The prevalence of T2D is particularly high among certain ethnicities such as South Asians, Middle Eastern and Africans at a lower BMI and younger age compared to Caucasians [7]. The state of Qatar has suffered from a diabetes epidemic in the past few decades. This epidemic was attributed mainly to the high prevalence of obesity that resulted from a sudden transition from active to sedentary lifestyle following the discovery of gas and oil [8]. Although the rise in insulin resistance in non-obese individuals could also explain the high prevalence of diabetes in this population, it has not yet been addressed. In this study, prevalence of insulin resistance measured by HOMA-IR was investigated in age-matched young females from Qatar who belong to different BMI groups. The novel findings reported here indicate a high prevalence of insulin resistance prior to onset of obesity and identifies predictors of insulin resistance in different BMI groups.
Several studies have identified IR individuals using the gold-standard hyperinsulinemic–euglycemic clamp technique [9,10]. However, this technique is invasive, expensive as well as time consuming. Therefore, other methods have been used to identify IR individuals, such as the Matsuda index [11], an oral glucose tolerance test derived index and the HOMA-IR [12], a fasting surrogate index. The latter index has been also combined with clinical criteria to identify IR individuals [13]. Furthermore, several studies have defined IR individuals based on the extremes of insulin (that is, upper quartiles or lower tertiles) [1,14]. Other factors such as age and sex were also reported to affect IR prevalence. For example, the prevalence of IR individuals is lower in younger individuals of the metabolically healthy obese Italian individuals particularity in women [15]. However, caution should be taken when considering the prevalence of IS subjects in these studies as numbers could be simply a reflection of the predefined selection criteria and the stringency used to detail the phenotype. Despite its crude nature, HOMA-IR was used in this study to dichotomize participants into IS and IR using 1.85 as a cut-off point (75th percentile) [2], because of its non-invasive nature and better compliance.

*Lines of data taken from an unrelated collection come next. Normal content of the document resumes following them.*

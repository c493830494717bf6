//! # List Subcommand
//!
//! Prints repository state as aligned tables.

use anyhow::Result;
use clap::{Args, ValueEnum};
use heleus_client::HeleusClient;
use heleus_core::wire::{AppHistoryResponse, AppsResponse, VersionsResponse};

use crate::output::{or_dash, render_table, short_hash, timestamp};

/// Arguments for `heleus list`.
#[derive(Args, Debug)]
pub struct ListArgs {
    /// What to list.
    #[arg(value_enum)]
    pub what: ListKind,
}

#[derive(ValueEnum, Clone, Copy, Debug, PartialEq, Eq)]
pub enum ListKind {
    /// Frozen versions.
    Versions,
    /// Applications with their latest artifact.
    Apps,
    /// Applications with their full push history.
    All,
}

pub async fn run_list(args: &ListArgs, client: &HeleusClient) -> Result<()> {
    let rendered = match args.what {
        ListKind::Versions => render_versions(&client.list_versions().await?),
        ListKind::Apps => render_apps(&client.list_apps().await?),
        ListKind::All => render_history(&client.list_all().await?),
    };
    print!("{rendered}");
    Ok(())
}

pub fn render_versions(resp: &VersionsResponse) -> String {
    if resp.versions.is_empty() {
        return "No frozen versions.\n".to_string();
    }
    let rows: Vec<Vec<String>> = resp
        .versions
        .iter()
        .map(|v| vec![v.version.to_string(), timestamp(&v.created_at)])
        .collect();
    render_table(&["VERSION", "CREATED"], &rows)
}

pub fn render_apps(resp: &AppsResponse) -> String {
    if resp.apps.is_empty() {
        return "No applications.\n".to_string();
    }
    let rows: Vec<Vec<String>> = resp
        .apps
        .iter()
        .map(|app| {
            vec![
                app.name.to_string(),
                short_hash(&app.latest_hash),
                timestamp(&app.last_updated),
                or_dash(app.version_tag.as_deref()),
            ]
        })
        .collect();
    render_table(&["NAME", "LATEST", "UPDATED", "TAG"], &rows)
}

pub fn render_history(resp: &AppHistoryResponse) -> String {
    if resp.apps.is_empty() {
        return "No applications.\n".to_string();
    }
    let mut out = String::new();
    for (i, app) in resp.apps.iter().enumerate() {
        if i > 0 {
            out.push('\n');
        }
        out.push_str(&format!("{} ({} pushes)\n", app.name, app.versions.len()));
        let rows: Vec<Vec<String>> = app
            .versions
            .iter()
            .map(|v| {
                vec![
                    short_hash(&v.hash),
                    timestamp(&v.timestamp),
                    or_dash(v.version_tag.as_deref()),
                    or_dash(v.message.as_deref()),
                ]
            })
            .collect();
        out.push_str(&render_table(&["HASH", "PUSHED", "TAG", "MESSAGE"], &rows));
    }
    out
}
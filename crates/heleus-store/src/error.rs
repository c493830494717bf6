//! # Storage Error Types
//!
//! One enum for the three storage components. Variants are fine-grained
//! so callers can tell *which* lookup failed; [`StoreError::kind`]
//! collapses them onto the protocol-level taxonomy.

use std::path::PathBuf;

use heleus_core::{AppName, ContentDigest, ValidationError, VersionName};
use thiserror::Error;

/// Errors from the artifact store, registry, and snapshot manager.
#[derive(Error, Debug)]
pub enum StoreError {
    /// No artifact is stored under this digest.
    #[error("artifact {0} not found")]
    ArtifactNotFound(ContentDigest),

    /// No application has been pushed under this name.
    #[error("application '{0}' not found")]
    AppNotFound(AppName),

    /// No frozen version exists with this name.
    #[error("version '{0}' not found")]
    VersionNotFound(VersionName),

    /// The version exists but did not include the application.
    #[error("application '{app}' is not part of version '{version}'")]
    AppNotInVersion { version: VersionName, app: AppName },

    /// A frozen version with this name already exists.
    #[error("version '{0}' already exists")]
    VersionExists(VersionName),

    /// Freeze was requested before any application was pushed.
    #[error("cannot freeze an empty registry")]
    EmptyRegistry,

    /// The uploaded byte stream was rejected (empty or oversize).
    #[error("invalid artifact: {0}")]
    InvalidArtifact(String),

    /// A name or digest failed validation.
    #[error(transparent)]
    InvalidName(#[from] ValidationError),

    /// Stored bytes no longer hash to their address.
    #[error("integrity violation: artifact stored as {expected} hashes to {actual}")]
    Integrity {
        expected: ContentDigest,
        actual: ContentDigest,
    },

    /// A persisted record could not be decoded.
    #[error("corrupt record at {path}: {reason}")]
    Corrupt { path: PathBuf, reason: String },

    /// Filesystem failure.
    #[error("I/O error: {0}")]
    Io(#[from] std::io::Error),

    /// Record serialization failure.
    #[error("serialization error: {0}")]
    Serialization(#[from] serde_json::Error),
}

/// Protocol-level classification of a [`StoreError`].
#[derive(Debug, Clone, Copy, PartialEq, Eq)]
pub enum ErrorKind {
    NotFound,
    Conflict,
    InvalidArtifact,
    Internal,
}

impl StoreError {
    /// Classify the error for callers that only care about the outcome.
    pub fn kind(&self) -> ErrorKind {
        match self {
            Self::ArtifactNotFound(_)
            | Self::AppNotFound(_)
            | Self::VersionNotFound(_)
            | Self::AppNotInVersion { .. } => ErrorKind::NotFound,
            Self::VersionExists(_) | Self::EmptyRegistry => ErrorKind::Conflict,
            Self::InvalidArtifact(_) | Self::InvalidName(_) => ErrorKind::InvalidArtifact,
            Self::Integrity { .. }
            | Self::Corrupt { .. }
            | Self::Io(_)
            | Self::Serialization(_) => ErrorKind::Internal,
        }
    }
}

#[cfg(test)]
mod tests {
    use super::*;

    #[test]
    fn lookups_classify_as_not_found() {
        let app = AppName::new("calc").unwrap();
        let version = VersionName::new("r1").unwrap();
        assert_eq!(StoreError::AppNotFound(app.clone()).kind(), ErrorKind::NotFound);
        assert_eq!(
            StoreError::VersionNotFound(version.clone()).kind(),
            ErrorKind::NotFound
        );
        assert_eq!(
            StoreError::AppNotInVersion { version, app }.kind(),
            ErrorKind::NotFound
        );
    }

    #[test]
    fn freeze_failures_classify_as_conflict() {
        let version = VersionName::new("r1").unwrap();
        assert_eq!(StoreError::VersionExists(version).kind(), ErrorKind::Conflict);
        assert_eq!(StoreError::EmptyRegistry.kind(), ErrorKind::Conflict);
    }

    #[test]
    fn io_is_internal() {
        let err = StoreError::from(std::io::Error::other("disk on fire"));
        assert_eq!(err.kind(), ErrorKind::Internal);
        assert!(err.to_string().contains("disk on fire"));
    }

    #[test]
    fn app_not_in_version_names_both() {
        let err = StoreError::AppNotInVersion {
            version: VersionName::new("rel1").unwrap(),
            app: AppName::new("calc").unwrap(),
        };
        let msg = err.to_string();
        assert!(msg.contains("rel1"));
        assert!(msg.contains("calc"));
    }
}
//! # Bundle Archives
//!
//! Builds the zip archive served by the bundle pull endpoints: one
//! `<app_name>.apk` entry per application.
//!
//! The archive is spooled to an anonymous temporary file, never held in
//! memory. Entries are stored uncompressed since APKs are already zip
//! files. Each artifact's digest is recomputed while it is copied, so a
//! corrupted object fails the bundle instead of shipping silently.

use std::fs::File;
use std::io::{Read, Seek, SeekFrom, Write};
use std::path::PathBuf;

use heleus_core::{AppName, ContentDigest, ContentHasher};
use zip::write::SimpleFileOptions;
use zip::{CompressionMethod, ZipWriter};

use crate::error::AppError;

const COPY_BUF: usize = 64 * 1024;

/// One artifact to include in a bundle.
#[derive(Debug, Clone)]
pub struct BundleEntry {
    pub app: AppName,
    pub digest: ContentDigest,
    pub path: PathBuf,
}

/// A finished archive, rewound and ready to stream.
#[derive(Debug)]
pub struct BundleFile {
    pub file: File,
    pub size_bytes: u64,
    pub entries: usize,
}

/// Write `entries` into a fresh zip archive. Blocking.
pub fn write_bundle(entries: &[BundleEntry]) -> Result<BundleFile, AppError> {
    let spool = tempfile::tempfile()
        .map_err(|e| AppError::Internal(format!("cannot create bundle spool: {e}")))?;
    let mut zip = ZipWriter::new(spool);
    let options = SimpleFileOptions::default()
        .compression_method(CompressionMethod::Stored)
        .large_file(true);

    let mut buf = vec![0u8; COPY_BUF];
    for entry in entries {
        let mut source = File::open(&entry.path).map_err(|e| {
            AppError::Internal(format!(
                "artifact {} for {} is unreadable: {e}",
                entry.digest, entry.app
            ))
        })?;
        zip.start_file(entry.app.artifact_filename(), options)
            .map_err(zip_error)?;

        let mut hasher = ContentHasher::new();
        loop {
            let n = source.read(&mut buf).map_err(io_error)?;
            if n == 0 {
                break;
            }
            hasher.update(&buf[..n]);
            zip.write_all(&buf[..n]).map_err(io_error)?;
        }
        let actual = hasher.finalize();
        if actual != entry.digest {
            return Err(AppError::Internal(format!(
                "integrity violation bundling {}: stored as {} but hashes to {actual}",
                entry.app, entry.digest
            )));
        }
    }

    let mut file = zip.finish().map_err(zip_error)?;
    let size_bytes = file.seek(SeekFrom::End(0)).map_err(io_error)?;
    file.seek(SeekFrom::Start(0)).map_err(io_error)?;
    Ok(BundleFile {
        file,
        size_bytes,
        entries: entries.len(),
    })
}

fn zip_error(err: zip::result::ZipError) -> AppError {
    AppError::Internal(format!("bundle archive error: {err}"))
}

fn io_error(err: std::io::Error) -> AppError {
    AppError::Internal(format!("bundle I/O error: {err}"))
}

In this study, there was a positive correlation between HOMA-IR and BMI (R2 = 0.3, p = 0.001). Although expected, the increase in insulin resistance with BMI was surprisingly high in the overweight (37.1%) and obese (45%) groups. Previous studies in other ethnicities have reported that around 25% of overweight individuals were insulin resistant [16,17,18]. The high prevalence of insulin resistance seen in this population compared to previous reports may partially explain the high incidents of diabetes [19]. Previous studies have indicated that insulin resistance could predict up to 80% of increased risk of diabetes among non-obese persons [18], which in this population may suggest that almost 30% of overweight participants could develop T2DM. This high risk of diabetes among this seemingly healthy young group constitutes a challenge to the local authorities as it poses a high burden on health services because of associated morbidities and all-cause mortality including risk of cardiovascular disease [20]. Hence, identifying best predictors of insulin resistance could provide important tools for screening programs aiming at targeted intervention before the onset of diabetes.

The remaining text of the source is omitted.